That is true but you are still talking about the transistor as if it is operating in the linear/saturation region. The transistor is fully on with the operating point being very near the origin on the characteristic curve graph. At that point the Vds is determined by the Rds(on) (from the transistor data sheet), and the current through Q1, as determined by the value of R1 (it's acting as a switch with Vds likely less than 1V).
This is my original question, given small Vds, should I reduce Vgs to place Q1 in saturation region or use a large Vgs (taking out R3) to place Q1 in linear region? Which gives lower Rdson?

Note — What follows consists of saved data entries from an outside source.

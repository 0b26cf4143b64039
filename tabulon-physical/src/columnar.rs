//! This module collects data structures and operations on individual columns.

pub mod any_column;
pub mod builder;
pub mod characteristics;
pub mod column;
pub mod join;
pub(crate) mod nulls;
pub mod search;
pub mod storage;

pub use column::{
    BooleanColumn, ByteColumn, BytesColumn, DictStringColumn, DoubleColumn, FloatColumn,
    Id128Column, InstantColumn, IntColumn, LongColumn, ShortColumn, StringColumn,
};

My understanding is that: Rds is larger in Saturation region than in linear region. So R3 should be taken out in order to have a small Rds for Q1. Even though Q1 is used as a switch, it is intentionally biased NOT as an on/off switch in saturation/off region, but is biased in linear region. Am I correct? This is really counter-intuitive to me.
It should be biased as a switch, thus you want Vgs to be -9V (or greater) when the transistor is on. The higher the magnitude of Vgs (within its maximum rating) the lower the Rdson resistance and the better it acts as a switch.
If you use the transistor to vary the current flow and it's not be used as a switch, then it is operated in the saturation or triode region. This includes many types of linear circuits, such as linear current regulators, linear amplifiers (current or voltage, AC or DC), active load banks, etc.